According to the municipality of Chelsea, a continuous guardrail was installed along the river in Farm Point in 2018 for safety reasons. That guardrail, according to residents, was cut at several points at no charge. But with the new reconstruction of Chemin de la Rivière, an engineer’s report recommends installing a new continuous guardrail, said Mayor Pierre Guénard. The work will consist of 4,000 metres of continuous guardrail installed along the road from the intersection of Hwy 105 to the end of Chemin de la Rivière in Chelsea.
Guenard added that there may be spots along the river where breaks could be cut for access, however he said they would only be done on straight sections of the road and not on curves or downhills. Guénard said requests to cut breaks would be approved case by case and would be at the owner’s expense.
Regarding the breaks in the guardrail, the Chelsea mayor has cited safety concerns multiple times about worries that a car could slip through and end up in the river. He suggested there was a two per cent chance of that happening during a previous dock meeting. He says that a two per cent chance is a risk he isn’t willing to take.

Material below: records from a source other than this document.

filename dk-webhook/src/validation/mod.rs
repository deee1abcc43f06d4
mod rules;
mod validation_store;
mod validator;

use dk_api::VersionedDynaKube;
use dk_core::prelude::*;
use kube::api::DynamicObject;
use kube::core::admission::{
    AdmissionRequest,
    AdmissionResponse,
    AdmissionReview,
    Operation,
};
use rocket::serde::json::Json;
use tracing::*;

use self::validation_store::VALIDATORS;
use crate::context::WebhookContext;

// Everything a rule may look at besides the DynaKube itself
pub struct ValidationContext {
    pub client: kube::Client,
    pub csi_driver_enabled: bool,
    pub old_dynakube: Option<DynaKube>,
}

// One route per served version; the object's own apiVersion decides how it's decoded, and every
// rule runs against the hub version
#[rocket::post("/validate-dynatrace-com-v1beta3-dynakube", data = "<body>")]
#[instrument(parent=None, skip_all)]
pub async fn handler_v1beta3(
    ctx: &rocket::State<WebhookContext>,
    body: Json<AdmissionReview<DynamicObject>>,
) -> Json<AdmissionReview<DynamicObject>> {
    Json(review(ctx, body.into_inner()).await)
}

#[rocket::post("/validate-dynatrace-com-v1beta4-dynakube", data = "<body>")]
#[instrument(parent=None, skip_all)]
pub async fn handler_v1beta4(
    ctx: &rocket::State<WebhookContext>,
    body: Json<AdmissionReview<DynamicObject>>,
) -> Json<AdmissionReview<DynamicObject>> {
    Json(review(ctx, body.into_inner()).await)
}

#[rocket::post("/validate-dynatrace-com-v1beta5-dynakube", data = "<body>")]
#[instrument(parent=None, skip_all)]
pub async fn handler_v1beta5(
    ctx: &rocket::State<WebhookContext>,
    body: Json<AdmissionReview<DynamicObject>>,
) -> Json<AdmissionReview<DynamicObject>> {
    Json(review(ctx, body.into_inner()).await)
}

pub async fn review(ctx: &WebhookContext, body: AdmissionReview<DynamicObject>) -> AdmissionReview<DynamicObject> {
    let req: AdmissionRequest<_> = match body.try_into() {
        Ok(r) => r,
        Err(err) => {
            error!("could not parse request: {err:?}");
            return AdmissionResponse::invalid(err).into_review();
        },
    };

    let resp = AdmissionResponse::from(&req);
    if !matches!(req.operation, Operation::Create | Operation::Update) {
        return resp.into_review();
    }

    admit_dynakube(ctx, resp, &req).await.into_review()
}

fn to_hub(obj: &DynamicObject) -> anyhow::Result<DynaKube> {
    let value = serde_json::to_value(obj)?;
    Ok(VersionedDynaKube::from_value(value)?.into_hub()?)
}

#[instrument(skip_all, fields(dynakube = format!("{}/{}", req.namespace.clone().unwrap_or_default(), req.name)))]
pub async fn admit_dynakube(
    ctx: &WebhookContext,
    mut resp: AdmissionResponse,
    req: &AdmissionRequest<DynamicObject>,
) -> AdmissionResponse {
    let Some(obj) = &req.object else {
        return resp;
    };

    let dk = match to_hub(obj) {
        Ok(dk) => dk,
        Err(err) => {
            error!("could not decode DynaKube: {err:?}");
            return resp.deny(err);
        },
    };

    // An old object we can't decode only disables the update-only rules
    let old_dynakube = req.old_object.as_ref().and_then(|old| match to_hub(old) {
        Ok(old) => Some(old),
        Err(err) => {
            warn!("could not decode previous DynaKube: {err:?}");
            None
        },
    });

    let vctx = ValidationContext {
        client: ctx.client.clone(),
        csi_driver_enabled: ctx.csi_driver_enabled,
        old_dynakube,
    };
    let result = VALIDATORS.validate(&vctx, &dk).await;

    if !result.warnings.is_empty() {
        resp.warnings = Some(result.warnings);
    }
    if !result.errors.is_empty() {
        info!("rejecting DynaKube with {} errors", result.errors.len());
        return resp.deny(format!("{DYNAKUBE_KIND} {}: {}", dk.name_any(), result.errors.join("; ")));
    }

    info!("DynaKube is valid");
    resp
}

#[cfg(test)]
mod tests;
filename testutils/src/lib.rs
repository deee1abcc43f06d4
mod constants;
mod fake;
mod objs;

pub use constants::*;
pub use fake::*;
pub use objs::*;
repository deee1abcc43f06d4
mod container_ext;
mod owners;
mod pod_ext;
mod util;

pub use owners::*;
pub use util::*;

use crate::errors::*;
use crate::prelude::*;

err_impl! {KubernetesError,
    #[error("field not found in struct: {0}")]
    FieldNotFound(String),

    #[error("malformed label selector: {0:?}")]
    MalformedLabelSelector(metav1::LabelSelectorRequirement),
}

pub trait KubeResourceExt {
    fn namespaced_name(&self) -> String;
    fn matches(&self, sel: &metav1::LabelSelector) -> anyhow::Result<bool>;
}

pub trait PodExt {
    fn spec(&self) -> anyhow::Result<&corev1::PodSpec>;
    fn spec_mut(&mut self) -> anyhow::Result<&mut corev1::PodSpec>;
    fn annotation(&self, key: &str) -> Option<&str>;
    fn set_annotation(&mut self, key: &str, value: &str);
    fn remove_annotation(&mut self, key: &str);
    fn controller_owner(&self) -> Option<&metav1::OwnerReference>;
}

pub trait ContainerExt {
    fn has_volume_mount(&self, volume_name: &str, mount_path: &str) -> bool;
    fn add_volume_mount(&mut self, mount: corev1::VolumeMount) -> bool;
    fn has_env(&self, name: &str) -> bool;
    fn add_env(&mut self, env: corev1::EnvVar) -> bool;
}

#[cfg(test)]
pub mod tests;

“The engineers, who did the planning, they said that for safety reasons that would have to be a continuous guardrail,” said Guénard. “That is what was proposed.”

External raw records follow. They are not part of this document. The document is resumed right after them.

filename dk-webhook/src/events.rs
use async_trait::async_trait;
use dk_core::prelude::*;
use kube::runtime::events::{
    Event,
    EventType,
    Recorder,
    Reporter,
};
use tracing::*;

pub const INJECTED_REASON: &str = "Injected";
pub const UPDATED_REASON: &str = "Updated";
pub const SKIPPED_REASON: &str = "SkippedInjection";

const MUTATE_ACTION: &str = "Mutate";

// Events are best-effort: a failed publish is logged and never fails the admission
#[cfg_attr(test, mockall::automock)]
#[async_trait]
pub trait EventPublisher: Send + Sync {
    async fn publish(&self, obj_ref: &corev1::ObjectReference, type_: EventType, reason: &str, note: String);
}

pub struct KubeEventPublisher {
    recorder: Recorder,
}

impl KubeEventPublisher {
    pub fn new(client: kube::Client) -> KubeEventPublisher {
        let reporter = Reporter { controller: format!("{OPERATOR_NAME}-{WEBHOOK_COMPONENT}"), instance: None };
        KubeEventPublisher { recorder: Recorder::new(client, reporter) }
    }
}

#[async_trait]
impl EventPublisher for KubeEventPublisher {
    async fn publish(&self, obj_ref: &corev1::ObjectReference, type_: EventType, reason: &str, note: String) {
        let event = Event {
            type_,
            reason: reason.into(),
            note: Some(note),
            action: MUTATE_ACTION.into(),
            secondary: None,
        };
        if let Err(err) = self.recorder.publish(&event, obj_ref).await {
            warn!("could not publish {reason} event: {err}");
        }
    }
}

#[cfg(test)]
pub struct NoopEventPublisher;

#[cfg(test)]
#[async_trait]
impl EventPublisher for NoopEventPublisher {
    async fn publish(&self, _: &corev1::ObjectReference, _: EventType, _: &str, _: String) {}
}
use httpmock::Method::{
    POST,
    PUT,
};

use super::replicator::*;
use super::*;

const SOURCE: &str = "dynakube-bootstrapper-config";

fn source_path() -> String {
    format!("/api/v1/namespaces/{TEST_OPERATOR_NAMESPACE}/secrets/{SOURCE}")
}

fn target_path() -> String {
    format!("/api/v1/namespaces/{TEST_NAMESPACE}/secrets/{BOOTSTRAPPER_CONFIG_SECRET_NAME}")
}

fn source_secret() -> corev1::Secret {
    test_secret(TEST_OPERATOR_NAMESPACE, SOURCE, &[("config", "payload")])
}

fn target_secret(data: &str) -> corev1::Secret {
    let mut secret = test_secret(TEST_NAMESPACE, BOOTSTRAPPER_CONFIG_SECRET_NAME, &[("config", data)]);
    secret.metadata.resource_version = Some("42".into());
    secret
}

async fn replicate(client: kube::Client, dk: &DynaKube) -> EmptyResult {
    ensure_replicated(client, dk, TEST_OPERATOR_NAMESPACE, SOURCE, TEST_NAMESPACE, BOOTSTRAPPER_CONFIG_SECRET_NAME)
        .await
}

#[rstest]
#[tokio::test]
async fn test_source_missing(test_dynakube: DynaKube) {
    let (mut fake_apiserver, client) = make_fake_apiserver();
    fake_apiserver.handle_not_found(source_path());
    fake_apiserver.build();

    let err = replicate(client, &test_dynakube).await.unwrap_err();

    fake_apiserver.assert();
    assert!(is_source_missing(&err));
}

#[rstest]
#[tokio::test]
async fn test_create_target(test_dynakube: DynaKube) {
    let (mut fake_apiserver, client) = make_fake_apiserver();
    fake_apiserver
        .handle_get(source_path(), serde_json::to_value(source_secret()).unwrap())
        .handle_not_found(target_path())
        .handle(|when, then| {
            when.method(POST)
                .path(format!("/api/v1/namespaces/{TEST_NAMESPACE}/secrets"))
                .json_body_includes(r#"{"data": {"config": "cGF5bG9hZA=="}}"#)
                .json_body_includes(format!(
                    r#"{{"metadata": {{"labels": {{"{APP_KUBERNETES_IO_CREATED_BY_KEY}": "{TEST_DYNAKUBE}"}}}}}}"#
                ));
            then.json_body(serde_json::to_value(target_secret("payload")).unwrap());
        });
    fake_apiserver.build();

    replicate(client, &test_dynakube).await.unwrap();

    fake_apiserver.assert();
}

#[rstest]
#[tokio::test]
async fn test_target_up_to_date(test_dynakube: DynaKube) {
    let (mut fake_apiserver, client) = make_fake_apiserver();
    fake_apiserver
        .handle_get(source_path(), serde_json::to_value(source_secret()).unwrap())
        .handle_get(target_path(), serde_json::to_value(target_secret("payload")).unwrap());
    fake_apiserver.build();

    // Any write would hit the catch-all 404 and fail
    replicate(client, &test_dynakube).await.unwrap();

    fake_apiserver.assert();
}

#[rstest]
#[tokio::test]
async fn test_target_stale(test_dynakube: DynaKube) {
    let (mut fake_apiserver, client) = make_fake_apiserver();
    fake_apiserver
        .handle_get(source_path(), serde_json::to_value(source_secret()).unwrap())
        .handle_get(target_path(), serde_json::to_value(target_secret("old")).unwrap())
        .handle(|when, then| {
            when.method(PUT)
                .path(target_path())
                .json_body_includes(r#"{"metadata": {"resourceVersion": "42"}}"#)
                .json_body_includes(r#"{"data": {"config": "cGF5bG9hZA=="}}"#);
            then.json_body(serde_json::to_value(target_secret("payload")).unwrap());
        });
    fake_apiserver.build();

    replicate(client, &test_dynakube).await.unwrap();

    fake_apiserver.assert();
}

#[rstest]
#[tokio::test]
async fn test_lost_create_race(test_dynakube: DynaKube) {
    let (mut fake_apiserver, client) = make_fake_apiserver();
    fake_apiserver
        .handle_get(source_path(), serde_json::to_value(source_secret()).unwrap())
        .handle_not_found(target_path())
        .handle(|when, then| {
            when.method(POST).path(format!("/api/v1/namespaces/{TEST_NAMESPACE}/secrets"));
            then.status(409).json_body(status_already_exists());
        });
    fake_apiserver.build();

    // The target GET keeps returning 404 here, so the re-read after the conflict surfaces an error;
    // what matters is that the conflict itself was recognised and followed by a re-read
    let err = replicate(client, &test_dynakube).await.unwrap_err();

    fake_apiserver.assert();
    assert!(!is_source_missing(&err));
    assert!(matches!(err.downcast_ref::<kube::Error>(), Some(kube::Error::Api(ae)) if ae.code == 404));
}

But Shaw, who has lived in Farm Point for close to 30 years, argued that the municipality should look to evidence rather than solely relying on a technical report for safety recommendations.
“I've lived here almost 30 years on the river and there's never been a car that has gone in the river,” she said.
Shaw and others don’t have an issue with the guardrail itself, but it’s the inflated cost that Chelsea is looking to charge residents to access the river that bothers her. Shaw said there was no charge five years ago when contractors agreed to open access points along the river.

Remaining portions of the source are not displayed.